● Work instructions
Look for the word "adapters" in the entries below, then copy every line that has it.

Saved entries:
•••••

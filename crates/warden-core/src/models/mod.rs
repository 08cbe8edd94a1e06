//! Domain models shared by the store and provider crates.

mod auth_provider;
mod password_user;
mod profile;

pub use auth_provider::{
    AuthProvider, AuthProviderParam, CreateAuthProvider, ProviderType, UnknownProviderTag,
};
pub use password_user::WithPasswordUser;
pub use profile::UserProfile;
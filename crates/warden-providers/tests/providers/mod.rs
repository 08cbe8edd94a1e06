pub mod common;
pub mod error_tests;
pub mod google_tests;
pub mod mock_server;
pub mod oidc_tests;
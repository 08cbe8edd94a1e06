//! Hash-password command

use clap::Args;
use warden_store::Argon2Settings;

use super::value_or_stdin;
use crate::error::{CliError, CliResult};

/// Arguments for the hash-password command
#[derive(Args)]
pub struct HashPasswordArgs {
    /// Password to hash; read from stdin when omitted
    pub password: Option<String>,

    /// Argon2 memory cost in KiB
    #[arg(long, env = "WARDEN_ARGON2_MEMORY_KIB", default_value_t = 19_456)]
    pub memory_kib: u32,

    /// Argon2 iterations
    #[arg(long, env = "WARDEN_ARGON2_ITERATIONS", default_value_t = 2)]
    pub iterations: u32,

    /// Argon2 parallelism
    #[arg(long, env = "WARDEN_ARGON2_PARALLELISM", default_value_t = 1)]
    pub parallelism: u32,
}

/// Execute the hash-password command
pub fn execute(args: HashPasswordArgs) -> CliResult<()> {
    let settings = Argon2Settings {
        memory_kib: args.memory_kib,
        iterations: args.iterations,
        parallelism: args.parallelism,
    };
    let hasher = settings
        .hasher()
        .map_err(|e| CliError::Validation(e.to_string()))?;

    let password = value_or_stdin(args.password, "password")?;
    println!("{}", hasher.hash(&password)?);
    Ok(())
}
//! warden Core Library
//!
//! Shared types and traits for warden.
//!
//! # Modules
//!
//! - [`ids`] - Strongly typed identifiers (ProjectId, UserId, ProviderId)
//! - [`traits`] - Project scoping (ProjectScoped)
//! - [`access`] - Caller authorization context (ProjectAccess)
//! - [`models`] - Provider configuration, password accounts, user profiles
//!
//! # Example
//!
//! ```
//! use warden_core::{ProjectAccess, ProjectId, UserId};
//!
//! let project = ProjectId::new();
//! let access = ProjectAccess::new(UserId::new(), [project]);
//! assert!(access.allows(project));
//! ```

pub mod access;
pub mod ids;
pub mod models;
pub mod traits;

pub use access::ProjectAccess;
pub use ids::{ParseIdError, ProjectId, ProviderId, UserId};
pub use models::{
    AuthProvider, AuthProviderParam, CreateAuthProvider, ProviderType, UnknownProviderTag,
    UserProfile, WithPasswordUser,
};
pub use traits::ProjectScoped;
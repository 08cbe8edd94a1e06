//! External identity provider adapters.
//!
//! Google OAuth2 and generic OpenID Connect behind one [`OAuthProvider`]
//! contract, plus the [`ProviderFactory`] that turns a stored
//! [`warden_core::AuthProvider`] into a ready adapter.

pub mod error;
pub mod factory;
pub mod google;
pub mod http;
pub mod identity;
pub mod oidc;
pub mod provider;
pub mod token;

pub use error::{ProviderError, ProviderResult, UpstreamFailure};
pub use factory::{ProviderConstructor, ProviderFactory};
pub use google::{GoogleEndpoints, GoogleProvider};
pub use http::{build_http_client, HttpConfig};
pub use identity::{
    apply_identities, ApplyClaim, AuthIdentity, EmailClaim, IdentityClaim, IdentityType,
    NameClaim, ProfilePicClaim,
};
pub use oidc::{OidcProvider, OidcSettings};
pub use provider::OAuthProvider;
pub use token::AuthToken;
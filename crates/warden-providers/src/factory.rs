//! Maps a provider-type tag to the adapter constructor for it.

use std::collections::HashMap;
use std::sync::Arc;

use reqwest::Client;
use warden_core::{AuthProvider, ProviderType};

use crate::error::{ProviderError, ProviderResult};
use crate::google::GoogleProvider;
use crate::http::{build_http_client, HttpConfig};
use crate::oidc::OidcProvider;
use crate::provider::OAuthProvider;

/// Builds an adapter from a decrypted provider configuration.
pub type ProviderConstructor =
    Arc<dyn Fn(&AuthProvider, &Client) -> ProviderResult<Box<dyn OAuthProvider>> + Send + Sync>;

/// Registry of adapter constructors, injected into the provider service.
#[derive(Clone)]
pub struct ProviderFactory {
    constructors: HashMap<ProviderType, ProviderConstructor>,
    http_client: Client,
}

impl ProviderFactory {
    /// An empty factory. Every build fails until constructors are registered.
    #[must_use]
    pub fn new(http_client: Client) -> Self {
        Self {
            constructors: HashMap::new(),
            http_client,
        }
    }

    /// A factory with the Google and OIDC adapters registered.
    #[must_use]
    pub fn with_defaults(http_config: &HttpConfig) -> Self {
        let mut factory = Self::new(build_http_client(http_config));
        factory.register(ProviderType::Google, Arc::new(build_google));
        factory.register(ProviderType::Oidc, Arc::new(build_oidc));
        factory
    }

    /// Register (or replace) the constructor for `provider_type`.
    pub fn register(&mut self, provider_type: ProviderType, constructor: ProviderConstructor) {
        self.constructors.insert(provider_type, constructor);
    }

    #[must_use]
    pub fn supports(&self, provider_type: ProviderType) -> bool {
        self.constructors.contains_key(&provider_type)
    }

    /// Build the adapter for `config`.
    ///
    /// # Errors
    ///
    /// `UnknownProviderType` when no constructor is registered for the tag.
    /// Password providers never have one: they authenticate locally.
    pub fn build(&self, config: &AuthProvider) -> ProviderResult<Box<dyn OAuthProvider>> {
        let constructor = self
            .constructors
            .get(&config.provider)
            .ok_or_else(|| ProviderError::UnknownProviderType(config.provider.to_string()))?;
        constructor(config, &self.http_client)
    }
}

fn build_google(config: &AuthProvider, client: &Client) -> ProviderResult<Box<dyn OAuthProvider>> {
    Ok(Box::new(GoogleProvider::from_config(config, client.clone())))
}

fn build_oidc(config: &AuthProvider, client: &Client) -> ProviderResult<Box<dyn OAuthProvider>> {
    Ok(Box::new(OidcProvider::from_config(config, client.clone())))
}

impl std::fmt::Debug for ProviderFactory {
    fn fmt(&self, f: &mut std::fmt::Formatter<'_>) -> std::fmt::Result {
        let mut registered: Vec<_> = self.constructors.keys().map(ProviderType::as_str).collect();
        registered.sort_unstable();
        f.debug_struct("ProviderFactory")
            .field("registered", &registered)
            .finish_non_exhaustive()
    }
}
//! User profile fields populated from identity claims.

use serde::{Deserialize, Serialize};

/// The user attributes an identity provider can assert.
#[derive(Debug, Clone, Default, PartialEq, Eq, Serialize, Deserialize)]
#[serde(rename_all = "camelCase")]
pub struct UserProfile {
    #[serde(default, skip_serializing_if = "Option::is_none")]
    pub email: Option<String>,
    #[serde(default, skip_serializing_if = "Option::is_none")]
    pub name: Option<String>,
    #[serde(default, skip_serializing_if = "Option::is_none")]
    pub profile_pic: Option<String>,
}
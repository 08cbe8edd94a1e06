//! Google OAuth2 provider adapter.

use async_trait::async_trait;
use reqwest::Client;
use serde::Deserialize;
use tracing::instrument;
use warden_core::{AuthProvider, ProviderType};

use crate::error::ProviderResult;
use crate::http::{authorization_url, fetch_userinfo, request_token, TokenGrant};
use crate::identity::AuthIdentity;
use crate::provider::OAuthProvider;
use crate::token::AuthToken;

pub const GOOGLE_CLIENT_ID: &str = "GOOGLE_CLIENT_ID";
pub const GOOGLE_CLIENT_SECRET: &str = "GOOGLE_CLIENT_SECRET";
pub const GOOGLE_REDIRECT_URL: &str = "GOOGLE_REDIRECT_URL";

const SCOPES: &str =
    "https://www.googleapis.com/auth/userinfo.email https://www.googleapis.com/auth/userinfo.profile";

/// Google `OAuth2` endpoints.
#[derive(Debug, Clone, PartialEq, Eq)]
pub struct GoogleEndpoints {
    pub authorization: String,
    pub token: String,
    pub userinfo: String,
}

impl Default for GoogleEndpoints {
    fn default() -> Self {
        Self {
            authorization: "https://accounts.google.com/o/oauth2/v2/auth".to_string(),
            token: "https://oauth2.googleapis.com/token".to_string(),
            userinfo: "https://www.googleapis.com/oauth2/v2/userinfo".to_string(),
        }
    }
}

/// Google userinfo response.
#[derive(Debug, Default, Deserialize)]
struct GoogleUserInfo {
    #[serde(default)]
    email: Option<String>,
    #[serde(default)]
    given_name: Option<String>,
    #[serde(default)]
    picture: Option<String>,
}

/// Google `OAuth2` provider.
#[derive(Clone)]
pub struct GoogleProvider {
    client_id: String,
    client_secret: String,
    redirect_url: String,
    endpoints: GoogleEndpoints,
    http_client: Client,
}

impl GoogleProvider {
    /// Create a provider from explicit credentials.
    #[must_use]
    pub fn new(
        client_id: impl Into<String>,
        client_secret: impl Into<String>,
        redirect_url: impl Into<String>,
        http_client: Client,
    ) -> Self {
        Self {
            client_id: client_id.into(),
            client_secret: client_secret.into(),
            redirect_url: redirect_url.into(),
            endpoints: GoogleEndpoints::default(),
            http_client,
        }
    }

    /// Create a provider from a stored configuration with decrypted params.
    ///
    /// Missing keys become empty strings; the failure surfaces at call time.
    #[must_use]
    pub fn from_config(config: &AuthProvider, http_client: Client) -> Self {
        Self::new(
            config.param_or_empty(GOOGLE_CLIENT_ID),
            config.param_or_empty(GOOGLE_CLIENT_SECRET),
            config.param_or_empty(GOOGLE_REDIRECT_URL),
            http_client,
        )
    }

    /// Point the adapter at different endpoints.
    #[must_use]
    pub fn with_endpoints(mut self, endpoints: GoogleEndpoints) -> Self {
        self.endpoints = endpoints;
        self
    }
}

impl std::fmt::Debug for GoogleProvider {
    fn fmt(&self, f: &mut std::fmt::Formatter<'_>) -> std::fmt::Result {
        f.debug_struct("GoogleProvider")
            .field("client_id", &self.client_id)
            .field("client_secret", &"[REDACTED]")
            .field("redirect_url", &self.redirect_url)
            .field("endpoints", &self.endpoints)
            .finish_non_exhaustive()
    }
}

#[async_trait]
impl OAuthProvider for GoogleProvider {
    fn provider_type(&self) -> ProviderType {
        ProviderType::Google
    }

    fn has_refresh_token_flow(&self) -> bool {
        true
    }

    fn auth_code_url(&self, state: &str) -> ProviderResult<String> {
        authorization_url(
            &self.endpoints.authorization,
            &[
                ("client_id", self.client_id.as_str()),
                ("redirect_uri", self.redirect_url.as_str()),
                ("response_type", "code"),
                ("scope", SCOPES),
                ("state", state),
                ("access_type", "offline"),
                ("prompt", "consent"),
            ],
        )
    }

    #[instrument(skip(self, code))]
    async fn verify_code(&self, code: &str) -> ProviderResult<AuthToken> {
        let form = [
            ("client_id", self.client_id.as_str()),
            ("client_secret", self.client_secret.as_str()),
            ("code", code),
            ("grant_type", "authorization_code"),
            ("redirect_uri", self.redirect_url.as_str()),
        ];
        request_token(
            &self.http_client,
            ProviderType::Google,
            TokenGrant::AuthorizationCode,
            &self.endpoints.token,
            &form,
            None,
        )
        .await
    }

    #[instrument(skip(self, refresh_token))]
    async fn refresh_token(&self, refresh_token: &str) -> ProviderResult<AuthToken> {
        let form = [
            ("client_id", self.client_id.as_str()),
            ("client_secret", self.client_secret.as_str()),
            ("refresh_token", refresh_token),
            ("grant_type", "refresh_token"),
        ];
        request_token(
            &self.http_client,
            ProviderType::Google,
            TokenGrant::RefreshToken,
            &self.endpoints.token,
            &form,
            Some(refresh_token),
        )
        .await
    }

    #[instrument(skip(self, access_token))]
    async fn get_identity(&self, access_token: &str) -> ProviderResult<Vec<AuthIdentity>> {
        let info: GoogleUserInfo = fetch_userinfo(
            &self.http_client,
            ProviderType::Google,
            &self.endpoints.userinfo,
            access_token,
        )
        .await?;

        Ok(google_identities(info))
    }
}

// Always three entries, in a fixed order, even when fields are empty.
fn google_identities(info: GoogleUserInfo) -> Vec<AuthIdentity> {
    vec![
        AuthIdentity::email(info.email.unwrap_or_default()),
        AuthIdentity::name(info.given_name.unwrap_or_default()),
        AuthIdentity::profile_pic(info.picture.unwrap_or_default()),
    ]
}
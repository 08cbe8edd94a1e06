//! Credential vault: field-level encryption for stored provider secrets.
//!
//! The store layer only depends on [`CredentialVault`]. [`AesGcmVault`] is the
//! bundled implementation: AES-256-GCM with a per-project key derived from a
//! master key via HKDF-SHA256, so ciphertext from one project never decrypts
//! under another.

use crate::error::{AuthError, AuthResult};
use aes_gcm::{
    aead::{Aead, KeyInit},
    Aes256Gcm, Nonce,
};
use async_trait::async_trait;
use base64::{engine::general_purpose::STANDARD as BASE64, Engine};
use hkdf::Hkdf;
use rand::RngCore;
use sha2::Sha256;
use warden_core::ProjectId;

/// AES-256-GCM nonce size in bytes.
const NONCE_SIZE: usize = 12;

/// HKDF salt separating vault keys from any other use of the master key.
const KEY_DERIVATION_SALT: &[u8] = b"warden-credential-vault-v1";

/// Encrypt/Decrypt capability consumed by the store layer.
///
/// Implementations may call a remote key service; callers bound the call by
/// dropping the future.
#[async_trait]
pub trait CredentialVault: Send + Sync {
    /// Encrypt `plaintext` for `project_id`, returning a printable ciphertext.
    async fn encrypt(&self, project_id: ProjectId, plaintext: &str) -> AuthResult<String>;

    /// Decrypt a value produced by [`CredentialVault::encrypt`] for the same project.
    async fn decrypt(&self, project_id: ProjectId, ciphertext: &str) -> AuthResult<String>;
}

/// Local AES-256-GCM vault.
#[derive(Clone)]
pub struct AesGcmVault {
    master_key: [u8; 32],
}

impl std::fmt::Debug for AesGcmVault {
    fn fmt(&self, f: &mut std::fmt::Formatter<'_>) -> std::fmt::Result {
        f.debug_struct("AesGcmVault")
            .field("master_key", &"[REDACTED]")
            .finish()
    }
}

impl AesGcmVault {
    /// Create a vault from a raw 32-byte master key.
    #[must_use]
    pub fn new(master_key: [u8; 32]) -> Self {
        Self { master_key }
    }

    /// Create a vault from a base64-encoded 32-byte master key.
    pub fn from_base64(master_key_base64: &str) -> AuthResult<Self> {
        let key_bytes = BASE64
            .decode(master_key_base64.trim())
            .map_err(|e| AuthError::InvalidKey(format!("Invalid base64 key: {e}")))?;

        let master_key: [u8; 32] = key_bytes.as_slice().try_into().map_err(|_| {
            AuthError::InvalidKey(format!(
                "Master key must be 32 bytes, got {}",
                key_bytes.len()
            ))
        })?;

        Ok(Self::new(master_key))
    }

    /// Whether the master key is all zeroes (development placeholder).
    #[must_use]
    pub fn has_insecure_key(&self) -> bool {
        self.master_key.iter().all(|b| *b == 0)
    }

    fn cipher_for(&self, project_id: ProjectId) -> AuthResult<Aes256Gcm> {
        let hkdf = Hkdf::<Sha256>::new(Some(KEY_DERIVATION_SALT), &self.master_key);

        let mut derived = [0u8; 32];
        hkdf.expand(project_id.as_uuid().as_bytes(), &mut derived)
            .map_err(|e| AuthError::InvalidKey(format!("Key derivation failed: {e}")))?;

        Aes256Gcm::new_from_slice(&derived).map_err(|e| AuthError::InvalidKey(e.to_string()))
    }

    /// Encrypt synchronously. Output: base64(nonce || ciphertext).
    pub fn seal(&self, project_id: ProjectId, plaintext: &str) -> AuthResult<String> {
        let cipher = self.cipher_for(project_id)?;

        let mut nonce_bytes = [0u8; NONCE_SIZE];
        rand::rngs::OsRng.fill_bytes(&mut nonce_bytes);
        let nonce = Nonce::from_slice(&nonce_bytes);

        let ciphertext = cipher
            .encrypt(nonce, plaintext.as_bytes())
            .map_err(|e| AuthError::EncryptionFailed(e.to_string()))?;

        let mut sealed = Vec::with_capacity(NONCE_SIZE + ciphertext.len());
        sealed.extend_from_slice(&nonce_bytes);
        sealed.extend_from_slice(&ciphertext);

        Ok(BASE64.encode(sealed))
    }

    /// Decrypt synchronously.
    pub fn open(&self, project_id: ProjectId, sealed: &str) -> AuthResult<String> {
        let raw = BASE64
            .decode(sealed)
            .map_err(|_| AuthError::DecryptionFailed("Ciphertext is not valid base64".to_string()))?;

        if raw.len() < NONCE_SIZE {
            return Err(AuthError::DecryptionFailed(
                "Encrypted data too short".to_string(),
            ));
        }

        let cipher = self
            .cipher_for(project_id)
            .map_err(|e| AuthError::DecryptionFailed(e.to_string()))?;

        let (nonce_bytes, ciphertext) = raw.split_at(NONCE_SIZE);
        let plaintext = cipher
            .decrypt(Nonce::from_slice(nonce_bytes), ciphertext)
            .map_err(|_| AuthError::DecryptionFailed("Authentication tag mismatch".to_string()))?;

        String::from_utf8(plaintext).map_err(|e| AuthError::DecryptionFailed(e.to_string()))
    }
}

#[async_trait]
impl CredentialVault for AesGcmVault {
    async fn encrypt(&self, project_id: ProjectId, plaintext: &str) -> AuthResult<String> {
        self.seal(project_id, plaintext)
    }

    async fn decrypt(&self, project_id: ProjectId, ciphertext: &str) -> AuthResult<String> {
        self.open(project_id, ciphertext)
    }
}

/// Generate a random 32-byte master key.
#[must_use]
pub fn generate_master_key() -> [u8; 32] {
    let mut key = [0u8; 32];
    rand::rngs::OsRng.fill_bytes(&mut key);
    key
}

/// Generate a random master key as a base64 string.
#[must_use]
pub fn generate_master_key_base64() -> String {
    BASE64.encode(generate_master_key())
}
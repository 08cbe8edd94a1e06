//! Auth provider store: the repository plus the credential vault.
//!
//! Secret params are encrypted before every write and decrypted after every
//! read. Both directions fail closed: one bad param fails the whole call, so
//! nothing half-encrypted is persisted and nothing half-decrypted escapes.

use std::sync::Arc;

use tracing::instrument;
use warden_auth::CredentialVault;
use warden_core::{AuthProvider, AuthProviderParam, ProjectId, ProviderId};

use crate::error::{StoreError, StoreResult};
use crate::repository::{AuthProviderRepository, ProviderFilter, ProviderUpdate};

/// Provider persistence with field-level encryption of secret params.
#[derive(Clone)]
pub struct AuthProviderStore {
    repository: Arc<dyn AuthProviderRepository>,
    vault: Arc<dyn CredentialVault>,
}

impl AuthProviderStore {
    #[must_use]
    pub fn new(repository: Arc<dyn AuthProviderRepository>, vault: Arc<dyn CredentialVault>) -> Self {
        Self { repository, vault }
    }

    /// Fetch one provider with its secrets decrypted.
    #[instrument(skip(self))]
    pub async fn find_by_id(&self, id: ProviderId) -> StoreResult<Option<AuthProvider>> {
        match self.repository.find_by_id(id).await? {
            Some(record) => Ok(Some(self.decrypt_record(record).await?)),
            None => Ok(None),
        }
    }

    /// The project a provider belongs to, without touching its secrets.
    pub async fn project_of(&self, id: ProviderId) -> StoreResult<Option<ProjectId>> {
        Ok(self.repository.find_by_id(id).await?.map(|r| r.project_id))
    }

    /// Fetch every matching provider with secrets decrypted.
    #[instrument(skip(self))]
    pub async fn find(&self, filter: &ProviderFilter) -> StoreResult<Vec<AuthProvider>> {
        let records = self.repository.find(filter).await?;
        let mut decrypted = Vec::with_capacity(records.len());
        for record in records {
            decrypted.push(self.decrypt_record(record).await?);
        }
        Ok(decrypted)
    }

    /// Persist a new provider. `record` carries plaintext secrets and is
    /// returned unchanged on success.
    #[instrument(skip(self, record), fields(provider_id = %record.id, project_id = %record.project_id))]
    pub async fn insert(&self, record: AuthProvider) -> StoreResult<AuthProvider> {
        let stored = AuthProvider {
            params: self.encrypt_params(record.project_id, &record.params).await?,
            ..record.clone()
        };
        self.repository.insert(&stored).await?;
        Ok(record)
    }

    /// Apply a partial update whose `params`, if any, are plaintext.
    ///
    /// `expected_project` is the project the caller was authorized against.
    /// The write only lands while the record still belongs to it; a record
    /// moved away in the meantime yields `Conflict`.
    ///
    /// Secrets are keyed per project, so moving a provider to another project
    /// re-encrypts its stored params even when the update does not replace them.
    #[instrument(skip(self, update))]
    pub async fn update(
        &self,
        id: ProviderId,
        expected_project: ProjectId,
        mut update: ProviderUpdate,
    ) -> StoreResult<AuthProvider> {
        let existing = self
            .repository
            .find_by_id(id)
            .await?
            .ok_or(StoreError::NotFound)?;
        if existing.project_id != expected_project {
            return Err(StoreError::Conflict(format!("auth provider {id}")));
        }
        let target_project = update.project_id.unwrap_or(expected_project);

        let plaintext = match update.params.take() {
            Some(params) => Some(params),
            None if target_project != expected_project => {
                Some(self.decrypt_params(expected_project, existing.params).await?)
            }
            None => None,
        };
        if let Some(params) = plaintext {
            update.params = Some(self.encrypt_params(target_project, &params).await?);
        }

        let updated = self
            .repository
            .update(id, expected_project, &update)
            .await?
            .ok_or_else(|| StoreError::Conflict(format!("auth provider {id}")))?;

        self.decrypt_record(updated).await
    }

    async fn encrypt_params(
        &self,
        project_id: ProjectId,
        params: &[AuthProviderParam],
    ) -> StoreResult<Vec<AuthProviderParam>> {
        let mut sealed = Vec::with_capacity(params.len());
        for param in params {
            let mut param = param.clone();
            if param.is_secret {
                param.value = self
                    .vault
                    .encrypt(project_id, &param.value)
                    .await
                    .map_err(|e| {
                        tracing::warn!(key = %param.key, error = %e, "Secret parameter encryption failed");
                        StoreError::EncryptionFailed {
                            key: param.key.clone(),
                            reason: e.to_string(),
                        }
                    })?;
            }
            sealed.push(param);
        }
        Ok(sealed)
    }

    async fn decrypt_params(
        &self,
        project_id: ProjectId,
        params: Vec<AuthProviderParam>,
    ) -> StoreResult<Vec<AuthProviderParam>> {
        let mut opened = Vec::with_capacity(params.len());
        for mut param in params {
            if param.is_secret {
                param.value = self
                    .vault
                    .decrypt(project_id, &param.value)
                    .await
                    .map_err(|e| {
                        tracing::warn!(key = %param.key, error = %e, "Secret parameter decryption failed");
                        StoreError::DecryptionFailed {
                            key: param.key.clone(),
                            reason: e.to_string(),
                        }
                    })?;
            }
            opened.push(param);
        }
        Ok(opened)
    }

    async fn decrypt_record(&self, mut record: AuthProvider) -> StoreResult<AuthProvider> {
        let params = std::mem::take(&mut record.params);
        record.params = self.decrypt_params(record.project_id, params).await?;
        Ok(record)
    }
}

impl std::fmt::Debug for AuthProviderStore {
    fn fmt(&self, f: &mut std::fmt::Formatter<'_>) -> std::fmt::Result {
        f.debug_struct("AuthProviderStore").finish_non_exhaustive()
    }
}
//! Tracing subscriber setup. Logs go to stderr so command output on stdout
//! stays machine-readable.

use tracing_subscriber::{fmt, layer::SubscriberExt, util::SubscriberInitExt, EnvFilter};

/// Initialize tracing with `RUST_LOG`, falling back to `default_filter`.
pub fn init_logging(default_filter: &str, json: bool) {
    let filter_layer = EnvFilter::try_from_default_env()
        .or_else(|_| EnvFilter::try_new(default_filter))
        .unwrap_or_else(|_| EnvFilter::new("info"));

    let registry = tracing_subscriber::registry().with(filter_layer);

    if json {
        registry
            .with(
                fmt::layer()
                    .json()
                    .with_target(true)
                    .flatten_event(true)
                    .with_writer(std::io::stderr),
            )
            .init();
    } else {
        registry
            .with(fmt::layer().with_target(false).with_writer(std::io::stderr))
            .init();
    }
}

•••••

● Solution for this task
//! External identity provider adapters.
    /// A factory with the Google and OIDC adapters registered.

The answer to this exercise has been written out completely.